PLS2 in Metabolomics.
Matteo StoccheroEmanuela LocciErnesto d'AlojaMatteo NioiEugenio BaraldiGiuseppe GiordanoPublished in: Metabolites (2019)
Metabolomics is the systematic study of the small-molecule profiles of biological samples produced by specific cellular processes. The high-throughput technologies used in metabolomic investigations generate datasets where variables are strongly correlated and redundancy is present in the data. Discovering the hidden information is a challenge, and suitable approaches for data analysis must be employed.
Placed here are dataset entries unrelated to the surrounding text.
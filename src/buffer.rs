use std::fmt;

use crate::codec::Encoding;
use crate::error::Result;
use crate::pipeline::Pipeline;

/// Immutable owned byte sequence; the value type every transcoding
/// operation produces or consumes. Never mutated after construction.
#[derive(Debug, Clone, Default, PartialEq, Eq, Hash)]
pub struct ByteBuffer {
    data: Vec<u8>,
}

impl ByteBuffer {
    /// Wraps bytes verbatim; always succeeds.
    pub fn from_bytes(bytes: impl Into<Vec<u8>>) -> Self {
        Self { data: bytes.into() }
    }

    /// Decodes `text` with a single encoding.
    pub fn from_text(text: &str, encoding: Encoding) -> Result<Self> {
        Ok(Self {
            data: encoding.decode(text)?,
        })
    }

    /// Runs the pipeline's decode steps over `text` in order; the first
    /// failing step's error is returned and no buffer is produced.
    pub fn from_text_pipeline(text: &str, pipeline: &Pipeline) -> Result<Self> {
        pipeline.run(text)
    }

    /// Borrowed read-only view of the owned sequence; no copy.
    pub fn as_bytes(&self) -> &[u8] {
        &self.data
    }

    pub fn into_bytes(self) -> Vec<u8> {
        self.data
    }

    pub fn len(&self) -> usize {
        self.data.len()
    }

    pub fn is_empty(&self) -> bool {
        self.data.is_empty()
    }

    /// Renders the buffer in the given encoding's textual form.
    pub fn to_text(&self, encoding: Encoding) -> String {
        encoding.encode(&self.data)
    }

    pub fn to_ascii(&self) -> String {
        self.to_text(Encoding::Ascii)
    }

    pub fn to_hex(&self) -> String {
        self.to_text(Encoding::Hex)
    }

    pub fn to_base64(&self) -> String {
        self.to_text(Encoding::Base64Standard)
    }

    pub fn to_base64_url(&self) -> String {
        self.to_text(Encoding::Base64Url)
    }

    pub fn to_debug_list(&self) -> String {
        self.to_text(Encoding::DebugList)
    }
}

impl From<Vec<u8>> for ByteBuffer {
    fn from(data: Vec<u8>) -> Self {
        Self { data }
    }
}

impl From<&[u8]> for ByteBuffer {
    fn from(data: &[u8]) -> Self {
        Self {
            data: data.to_vec(),
        }
    }
}

impl AsRef<[u8]> for ByteBuffer {
    fn as_ref(&self) -> &[u8] {
        &self.data
    }
}

impl fmt::Display for ByteBuffer {
    fn fmt(&self, f: &mut fmt::Formatter<'_>) -> fmt::Result {
        f.write_str(&self.to_ascii())
    }
}
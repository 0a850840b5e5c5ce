use crate::buffer::ByteBuffer;
use crate::codec::Encoding;
use crate::error::Result;

/// An ordered list of bound decode steps applied when reconstructing bytes
/// from text. Each step decodes the previous step's output; the first
/// failure aborts the run and surfaces that step's error unchanged.
///
/// The empty pipeline is the identity: the text's bytes are taken verbatim.
#[derive(Debug, Clone, Default, PartialEq, Eq)]
pub struct Pipeline {
    steps: Vec<Encoding>,
}

impl Pipeline {
    pub fn new() -> Self {
        Self { steps: Vec::new() }
    }

    pub fn with_steps(steps: impl IntoIterator<Item = Encoding>) -> Self {
        Self {
            steps: steps.into_iter().collect(),
        }
    }

    /// Appends a decode step. Steps run in the order they were added.
    #[must_use]
    pub fn then(mut self, encoding: Encoding) -> Self {
        self.steps.push(encoding);
        self
    }

    pub fn steps(&self) -> &[Encoding] {
        &self.steps
    }

    /// Runs every step in order over the text's bytes. Intermediate output
    /// feeds the next step as raw bytes; partial results never escape.
    pub fn run(&self, text: &str) -> Result<ByteBuffer> {
        let mut current = text.as_bytes().to_vec();
        for step in &self.steps {
            current = step.decode_bytes(&current)?;
        }
        Ok(ByteBuffer::from_bytes(current))
    }
}

impl From<Encoding> for Pipeline {
    fn from(encoding: Encoding) -> Self {
        Self {
            steps: vec![encoding],
        }
    }
}

#[cfg(test)]
mod tests {
    use super::*;
    use crate::error::DecodeError;

    #[test]
    fn test_empty_pipeline_is_identity() {
        let buf = Pipeline::new().run("hello").unwrap();
        assert_eq!(buf.as_bytes(), b"hello");
    }

    #[test]
    fn test_single_step() {
        let buf = Pipeline::new()
            .then(Encoding::Hex)
            .run("68656c6c6f")
            .unwrap();
        assert_eq!(buf.as_bytes(), b"hello");
    }

    #[test]
    fn test_layered_decode() {
        // hex text wrapped in base64: undo the outer transform first.
        let hex = Encoding::Hex.encode(b"hello");
        let wrapped = Encoding::Base64Standard.encode(hex.as_bytes());
        let buf = Pipeline::new()
            .then(Encoding::Base64Standard)
            .then(Encoding::Hex)
            .run(&wrapped)
            .unwrap();
        assert_eq!(buf.as_bytes(), b"hello");
    }

    #[test]
    fn test_first_failure_wins() {
        // The base64 step fails before the hex step ever runs; the surfaced
        // error belongs to the failing step.
        let result = Pipeline::new()
            .then(Encoding::Base64Standard)
            .then(Encoding::Hex)
            .run("not base64!");
        assert!(matches!(
            result,
            Err(DecodeError::IllegalBase64Byte { .. })
        ));
    }

    #[test]
    fn test_later_step_error_surfaces() {
        // Valid base64 whose payload is not valid hex.
        let wrapped = Encoding::Base64Standard.encode(b"xyz");
        let result = Pipeline::new()
            .then(Encoding::Base64Standard)
            .then(Encoding::Hex)
            .run(&wrapped);
        assert_eq!(result, Err(DecodeError::OddLengthHex));
    }

    #[test]
    fn test_with_steps_order() {
        let pipeline =
            Pipeline::with_steps([Encoding::Base64Standard, Encoding::Hex]);
        assert_eq!(
            pipeline.steps(),
            &[Encoding::Base64Standard, Encoding::Hex]
        );
    }

    #[test]
    fn test_from_single_encoding() {
        let pipeline = Pipeline::from(Encoding::DebugList);
        let buf = pipeline.run("[104 105]").unwrap();
        assert_eq!(buf.as_bytes(), b"hi");
    }
}
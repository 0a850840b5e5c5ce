use crate::error::{DecodeError, Result};

/// Renders bytes the way Go prints a byte slice: decimal values joined by
/// single spaces inside brackets, e.g. `[104 101 108 108 111]`.
pub fn encode(input: &[u8]) -> String {
    let values: Vec<String> = input.iter().map(|b| b.to_string()).collect();
    format!("[{}]", values.join(" "))
}

/// Inverse of [`encode`]. Only the first `[` and the first `]` are stripped,
/// wherever they occur, and no pairing is enforced — input that already lost
/// a bracket still parses.
pub fn decode(input: &[u8]) -> Result<Vec<u8>> {
    let text = String::from_utf8_lossy(input);
    let stripped = strip_once(&strip_once(&text, '['), ']');
    if stripped.is_empty() {
        return Ok(Vec::new());
    }

    let mut bytes = Vec::new();
    for (index, token) in stripped.split(' ').enumerate() {
        let value: i64 = token
            .parse()
            .map_err(|_| DecodeError::not_a_number(token))?;
        if !(0..=255).contains(&value) {
            return Err(DecodeError::invalid_byte_value(value, index));
        }
        bytes.push(value as u8);
    }
    Ok(bytes)
}

fn strip_once(text: &str, ch: char) -> String {
    text.replacen(ch, "", 1)
}
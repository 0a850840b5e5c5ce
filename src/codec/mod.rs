mod ascii;
mod base64;
mod debug_list;
mod hex;

use std::fmt;
use std::str::FromStr;

use serde::Serialize;

use crate::error::{DecodeError, Result};

/// A stateless codec strategy converting between bytes and one textual form.
///
/// The set is closed; dispatch goes through a fixed table of function
/// pointers indexed by the discriminant rather than trait objects. Every
/// variant's `encode` is total; `decode` is the only fallible direction.
#[derive(Debug, Clone, Copy, PartialEq, Eq, Hash, Serialize)]
pub enum Encoding {
    /// Identity reinterpretation of text bytes; no charset validation.
    Ascii,
    /// Lowercase hex out, case-insensitive hex in.
    Hex,
    /// RFC 4648 standard alphabet with `=` padding.
    Base64Standard,
    /// RFC 4648 URL-safe alphabet, unpadded.
    Base64Url,
    /// Go-style byte slice printing, e.g. `[104 101 108 108 111]`.
    DebugList,
}

struct Vtable {
    decode: fn(&[u8]) -> Result<Vec<u8>>,
    encode: fn(&[u8]) -> String,
}

// Indexed by discriminant; order must match the enum declaration.
const VTABLES: [Vtable; 5] = [
    Vtable {
        decode: ascii::decode,
        encode: ascii::encode,
    },
    Vtable {
        decode: hex::decode,
        encode: hex::encode,
    },
    Vtable {
        decode: base64::decode_standard,
        encode: base64::encode_standard,
    },
    Vtable {
        decode: base64::decode_url,
        encode: base64::encode_url,
    },
    Vtable {
        decode: debug_list::decode,
        encode: debug_list::encode,
    },
];

impl Encoding {
    /// Every variant, in declaration order.
    pub const ALL: [Encoding; 5] = [
        Encoding::Ascii,
        Encoding::Hex,
        Encoding::Base64Standard,
        Encoding::Base64Url,
        Encoding::DebugList,
    ];

    fn vtable(self) -> &'static Vtable {
        &VTABLES[self as usize]
    }

    /// Decodes `text` into bytes. Fails with the variant's structured error
    /// on the first offending character.
    pub fn decode(self, text: &str) -> Result<Vec<u8>> {
        self.decode_bytes(text.as_bytes())
    }

    /// Decodes from raw bytes. Pipeline steps use this form since
    /// intermediate step output is not guaranteed to be valid UTF-8.
    pub fn decode_bytes(self, input: &[u8]) -> Result<Vec<u8>> {
        (self.vtable().decode)(input)
    }

    /// Encodes bytes into this variant's textual form. Never fails.
    pub fn encode(self, input: &[u8]) -> String {
        (self.vtable().encode)(input)
    }

    pub fn name(self) -> &'static str {
        self.meta().name
    }

    pub fn meta(self) -> EncodingMeta {
        match self {
            Encoding::Ascii => EncodingMeta {
                name: "ascii",
                aliases: &["text", "raw"],
                alphabet: None,
                padding: PaddingRule::None,
                description: "Plain text, bytes taken verbatim",
            },
            Encoding::Hex => EncodingMeta {
                name: "hex",
                aliases: &["base16"],
                alphabet: Some("0123456789abcdef"),
                padding: PaddingRule::None,
                description: "RFC 4648 Base16 lowercase, case-insensitive decode",
            },
            Encoding::Base64Standard => EncodingMeta {
                name: "base64",
                aliases: &["b64", "base64std"],
                alphabet: Some(
                    "ABCDEFGHIJKLMNOPQRSTUVWXYZabcdefghijklmnopqrstuvwxyz0123456789+/",
                ),
                padding: PaddingRule::Required,
                description: "RFC 4648 Base64 with required padding",
            },
            Encoding::Base64Url => EncodingMeta {
                name: "base64url",
                aliases: &["b64url", "url64"],
                alphabet: Some(
                    "ABCDEFGHIJKLMNOPQRSTUVWXYZabcdefghijklmnopqrstuvwxyz0123456789-_",
                ),
                padding: PaddingRule::None,
                description: "RFC 4648 Base64url without padding",
            },
            Encoding::DebugList => EncodingMeta {
                name: "debuglist",
                aliases: &["bytelist"],
                alphabet: None,
                padding: PaddingRule::None,
                description: "Decimal byte list in brackets, Go slice style",
            },
        }
    }
}

impl fmt::Display for Encoding {
    fn fmt(&self, f: &mut fmt::Formatter<'_>) -> fmt::Result {
        f.write_str(self.name())
    }
}

impl FromStr for Encoding {
    type Err = DecodeError;

    /// Case-insensitive lookup by name or alias.
    fn from_str(s: &str) -> Result<Self> {
        let wanted = s.to_lowercase();
        Encoding::ALL
            .into_iter()
            .find(|e| {
                let meta = e.meta();
                meta.name == wanted || meta.aliases.contains(&wanted.as_str())
            })
            .ok_or_else(|| DecodeError::unknown_encoding(s))
    }
}

#[derive(Debug, Clone, Copy, PartialEq, Eq, Serialize)]
pub enum PaddingRule {
    None,
    Required,
}

#[derive(Debug, Clone, Serialize)]
pub struct EncodingMeta {
    pub name: &'static str,
    pub aliases: &'static [&'static str],
    pub alphabet: Option<&'static str>,
    pub padding: PaddingRule,
    pub description: &'static str,
}

#[cfg(test)]
mod tests {
    use super::*;

    #[test]
    fn test_dispatch_matches_variant() {
        let data = &[0x68, 0x65, 0x6c, 0x6c, 0x6f];
        assert_eq!(Encoding::Hex.encode(data), "68656c6c6f");
        assert_eq!(Encoding::Base64Standard.encode(data), "aGVsbG8=");
        assert_eq!(Encoding::Base64Url.encode(data), "aGVsbG8");
        assert_eq!(Encoding::DebugList.encode(data), "[104 101 108 108 111]");
        assert_eq!(Encoding::Ascii.encode(data), "hello");
    }

    #[test]
    fn test_roundtrip_all_variants() {
        let data = b"hello";
        for encoding in Encoding::ALL {
            let text = encoding.encode(data);
            assert_eq!(
                encoding.decode(&text).unwrap(),
                data.to_vec(),
                "round trip failed for {}",
                encoding
            );
        }
    }

    #[test]
    fn test_roundtrip_empty() {
        for encoding in Encoding::ALL {
            let text = encoding.encode(&[]);
            assert_eq!(encoding.decode(&text).unwrap(), Vec::<u8>::new());
        }
    }

    #[test]
    fn test_lookup_by_name() {
        assert_eq!("hex".parse::<Encoding>().unwrap(), Encoding::Hex);
        assert_eq!("base64".parse::<Encoding>().unwrap(), Encoding::Base64Standard);
        assert_eq!("base64url".parse::<Encoding>().unwrap(), Encoding::Base64Url);
        assert_eq!("debuglist".parse::<Encoding>().unwrap(), Encoding::DebugList);
        assert_eq!("ascii".parse::<Encoding>().unwrap(), Encoding::Ascii);
    }

    #[test]
    fn test_lookup_by_alias_case_insensitive() {
        assert_eq!("Base16".parse::<Encoding>().unwrap(), Encoding::Hex);
        assert_eq!("B64URL".parse::<Encoding>().unwrap(), Encoding::Base64Url);
    }

    #[test]
    fn test_lookup_unknown() {
        let result = "base58".parse::<Encoding>();
        assert!(matches!(result, Err(DecodeError::UnknownEncoding { .. })));
    }

    #[test]
    fn test_names_are_unique() {
        let mut names: Vec<&str> = Encoding::ALL
            .iter()
            .flat_map(|e| {
                let meta = e.meta();
                std::iter::once(meta.name).chain(meta.aliases.iter().copied())
            })
            .collect();
        let total = names.len();
        names.sort_unstable();
        names.dedup();
        assert_eq!(names.len(), total);
    }

    #[test]
    fn test_meta_serializes() {
        let json = serde_json::to_value(Encoding::Hex.meta()).unwrap();
        assert_eq!(json["name"], "hex");
        assert_eq!(json["padding"], "None");
        assert_eq!(json["alphabet"], "0123456789abcdef");
    }
}
use base64::engine::general_purpose::{STANDARD, URL_SAFE_NO_PAD};
use base64::{DecodeError as B64Error, Engine};

use crate::error::{DecodeError, Result};

pub fn encode_standard(input: &[u8]) -> String {
    STANDARD.encode(input)
}

/// RFC 4648 standard alphabet, `=` padding required.
pub fn decode_standard(input: &[u8]) -> Result<Vec<u8>> {
    STANDARD.decode(input).map_err(|e| map_error(input, e))
}

pub fn encode_url(input: &[u8]) -> String {
    URL_SAFE_NO_PAD.encode(input)
}

/// URL-safe alphabet (`-`, `_`), no padding accepted or emitted.
pub fn decode_url(input: &[u8]) -> Result<Vec<u8>> {
    URL_SAFE_NO_PAD.decode(input).map_err(|e| map_error(input, e))
}

fn map_error(input: &[u8], err: B64Error) -> DecodeError {
    let position = match err {
        B64Error::InvalidByte(offset, _) | B64Error::InvalidLastSymbol(offset, _) => offset,
        // A truncated final quantum has no single offending byte; report one
        // past the end.
        B64Error::InvalidLength(_) => input.len(),
        // The engine drops the offset for padding errors; the first `=` (or
        // its absence at the end) is the culprit.
        B64Error::InvalidPadding => input
            .iter()
            .position(|&b| b == b'=')
            .unwrap_or(input.len()),
    };
    DecodeError::illegal_base64_byte(position)
}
Projection to latent structures regression (PLS) has successfully solved a large number of problems, from multivariate calibration to classification, becoming a basic tool of metabolomics. PLS2 is the most used implementation of PLS. Despite its success, PLS2 showed some limitations when the so called 'structured noise' affects the data. Suitable methods have been recently introduced to patch up these limitations. In this study, a comprehensive and up-to-date presentation of PLS2 focused on metabolomics is provided. After a brief discussion of the mathematical framework of PLS2, the post-transformation procedure is introduced as a basic tool for model interpretation. Orthogonally-constrained PLS2 is presented as strategy to include constraints in the model according to the experimental design. Two experimental datasets are investigated to show how PLS2 and its improvements work in practice.